§ To do
The lines to copy are those in the records below that hold the word "Result".
[Start of Attachment]
// SPDX-License-Identifier: BUSL-1.1
// Copyright (c) 2026 Alfred Jean LLC

//! Recipe value objects consumed by the appliance
//!
//! Recipes are read-only inputs. Files are parsed from TOML or JSON and
//! validated once at load time; recipes built in code are validated only
//! when they run.

use crate::error::ApplianceError;
use crate::task::Task;
use serde::{Deserialize, Serialize};
use std::fmt;
use std::path::Path;
use thiserror::Error;

#[derive(Debug, Error)]
pub enum RecipeLoadError {
    #[error("io error: {0}")]
    Io(#[from] std::io::Error),
    #[error("toml error: {0}")]
    Toml(#[from] toml::de::Error),
    #[error("json error: {0}")]
    Json(#[from] serde_json::Error),
    #[error("unsupported recipe format: {0}")]
    UnsupportedFormat(String),
    #[error("invalid recipe: {0}")]
    Invalid(#[from] ApplianceError),
}

/// Serialized description of one recipe step
#[derive(Debug, Clone, PartialEq, Eq, Serialize, Deserialize)]
pub struct StepSpec {
    /// Task family: cut, temperature or mechanical
    #[serde(rename = "type")]
    pub kind: String,
    #[serde(default, skip_serializing_if = "Option::is_none")]
    pub operation: Option<String>,
    /// Free name for mechanical steps
    #[serde(default, skip_serializing_if = "Option::is_none")]
    pub name: Option<String>,
    pub duration_seconds: u32,
    #[serde(default, skip_serializing_if = "Option::is_none")]
    pub temperature_c: Option<i32>,
    #[serde(default, skip_serializing_if = "Option::is_none")]
    pub speed: Option<i32>,
    #[serde(default, skip_serializing_if = "Option::is_none")]
    pub description: Option<String>,
}

impl StepSpec {
    pub fn new(kind: &str, duration_seconds: u32) -> Self {
        Self {
            kind: kind.to_string(),
            operation: None,
            name: None,
            duration_seconds,
            temperature_c: None,
            speed: None,
            description: None,
        }
    }

    pub fn cut(operation: &str, duration_seconds: u32) -> Self {
        Self {
            operation: Some(operation.to_string()),
            ..Self::new("cut", duration_seconds)
        }
    }

    pub fn temperature(operation: &str, duration_seconds: u32, temperature_c: i32) -> Self {
        Self {
            operation: Some(operation.to_string()),
            temperature_c: Some(temperature_c),
            ..Self::new("temperature", duration_seconds)
        }
    }

    pub fn mechanical(name: &str, duration_seconds: u32) -> Self {
        Self {
            name: Some(name.to_string()),
            ..Self::new("mechanical", duration_seconds)
        }
    }

    pub fn with_speed(mut self, speed: i32) -> Self {
        self.speed = Some(speed);
        self
    }

    pub fn with_description(mut self, description: &str) -> Self {
        self.description = Some(description.to_string());
        self
    }

    /// Label used in logs: the operation or name, falling back to the type
    pub fn label(&self) -> &str {
        self.operation
            .as_deref()
            .or(self.name.as_deref())
            .unwrap_or(&self.kind)
    }
}

/// An ingredient line of a recipe
#[derive(Debug, Clone, PartialEq, Serialize, Deserialize)]
pub struct Ingredient {
    pub name: String,
    #[serde(default)]
    pub quantity: f64,
    #[serde(default = "default_unit")]
    pub unit: String,
}

impl fmt::Display for Ingredient {
    fn fmt(&self, f: &mut fmt::Formatter<'_>) -> fmt::Result {
        if self.quantity == 0.0 || self.unit == "to taste" {
            return write!(f, "{} (to taste)", self.name);
        }
        if self.quantity.fract() == 0.0 {
            write!(f, "{} {} of {}", self.quantity as i64, self.unit, self.name)
        } else {
            write!(f, "{:.1} {} of {}", self.quantity, self.unit, self.name)
        }
    }
}

/// An ordered list of steps plus descriptive metadata
#[derive(Debug, Clone, PartialEq, Serialize, Deserialize)]
pub struct Recipe {
    pub name: String,
    #[serde(default)]
    pub description: String,
    #[serde(default)]
    pub ingredients: Vec<Ingredient>,
    pub steps: Vec<StepSpec>,
    /// Declared total time; informational, the engine sums step durations
    #[serde(default)]
    pub total_duration_seconds: u32,
    #[serde(default = "default_servings")]
    pub servings: u32,
    #[serde(default = "default_difficulty")]
    pub difficulty: String,
}

fn sum_durations(steps: &[StepSpec]) -> u32 {
    steps
        .iter()
        .fold(0u32, |acc, s| acc.saturating_add(s.duration_seconds))
}

fn default_unit() -> String {
    "unit".to_string()
}

fn default_servings() -> u32 {
    4
}

fn default_difficulty() -> String {
    "Medium".to_string()
}

impl Recipe {
    /// Create a recipe whose declared total is the sum of its steps
    pub fn new(name: impl Into<String>, steps: Vec<StepSpec>) -> Self {
        let total_duration_seconds = sum_durations(&steps);
        Self {
            name: name.into(),
            description: String::new(),
            ingredients: Vec::new(),
            steps,
            total_duration_seconds,
            servings: default_servings(),
            difficulty: default_difficulty(),
        }
    }

    /// Load and validate a recipe file, choosing the format by extension
    pub fn load(path: impl AsRef<Path>) -> Result<Self, RecipeLoadError> {
        let path = path.as_ref();
        let content = std::fs::read_to_string(path)?;
        let extension = path
            .extension()
            .and_then(|e| e.to_str())
            .unwrap_or_default()
            .to_ascii_lowercase();

        let recipe = match extension.as_str() {
            "toml" => Self::from_toml_str(&content)?,
            "json" => Self::from_json_str(&content)?,
            other => return Err(RecipeLoadError::UnsupportedFormat(other.to_string())),
        };
        Ok(recipe)
    }

    pub fn from_toml_str(content: &str) -> Result<Self, RecipeLoadError> {
        let recipe: Recipe = toml::from_str(content)?;
        recipe.validate()?;
        Ok(recipe)
    }

    pub fn from_json_str(content: &str) -> Result<Self, RecipeLoadError> {
        let recipe: Recipe = serde_json::from_str(content)?;
        recipe.validate()?;
        Ok(recipe)
    }

    /// Check that the recipe has steps and every step builds a valid task
    pub fn validate(&self) -> Result<(), ApplianceError> {
        if self.steps.is_empty() {
            return Err(ApplianceError::Recipe(format!(
                "recipe {:?} has no steps",
                self.name
            )));
        }

        for (index, step) in self.steps.iter().enumerate() {
            let task = Task::from_step(step).map_err(|e| {
                ApplianceError::Recipe(format!("step {}: {}", index + 1, e))
            })?;
            task.validate().map_err(|reason| {
                ApplianceError::Recipe(format!("step {}: {}", index + 1, reason))
            })?;
        }

        let total = self
            .steps
            .iter()
            .try_fold(0u32, |acc, s| acc.checked_add(s.duration_seconds));
        if total.is_none() {
            return Err(ApplianceError::Recipe(format!(
                "recipe {:?} is longer than {}s in total",
                self.name,
                u32::MAX
            )));
        }
        Ok(())
    }

    pub fn step_count(&self) -> usize {
        self.steps.len()
    }

    pub fn ingredient_count(&self) -> usize {
        self.ingredients.len()
    }

    /// Sum of the durations of all steps, in simulated seconds, saturating
    pub fn steps_duration(&self) -> u32 {
        sum_durations(&self.steps)
    }

    /// Total duration formatted for display; the step sum when none is declared
    pub fn duration_label(&self) -> String {
        match self.total_duration_seconds {
            0 => format_duration(self.steps_duration()),
            declared => format_duration(declared),
        }
    }
}

impl fmt::Display for Recipe {
    fn fmt(&self, f: &mut fmt::Formatter<'_>) -> fmt::Result {
        write!(
            f,
            "{} ({}, {} steps)",
            self.name,
            self.duration_label(),
            self.step_count()
        )
    }
}

/// Format seconds as `1h 5min`, `12 min`, `2m 30s` or `45s`
pub fn format_duration(seconds: u32) -> String {
    let minutes = seconds / 60;
    let secs = seconds % 60;

    if minutes >= 60 {
        format!("{}h {}min", minutes / 60, minutes % 60)
    } else if minutes > 0 && secs == 0 {
        format!("{minutes} min")
    } else if minutes > 0 {
        format!("{minutes}m {secs}s")
    } else {
        format!("{secs}s")
    }
}

#[cfg(test)]
#[path = "recipe_tests.rs"]
mod tests;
[End of Attachment]
§ Output of the exercise
    fn fmt(&self, f: &mut fmt::Formatter<'_>) -> fmt::Result {
    pub fn load(path: impl AsRef<Path>) -> Result<Self, RecipeLoadError> {
    pub fn from_toml_str(content: &str) -> Result<Self, RecipeLoadError> {
    pub fn from_json_str(content: &str) -> Result<Self, RecipeLoadError> {
    pub fn validate(&self) -> Result<(), ApplianceError> {
    fn fmt(&self, f: &mut fmt::Formatter<'_>) -> fmt::Result {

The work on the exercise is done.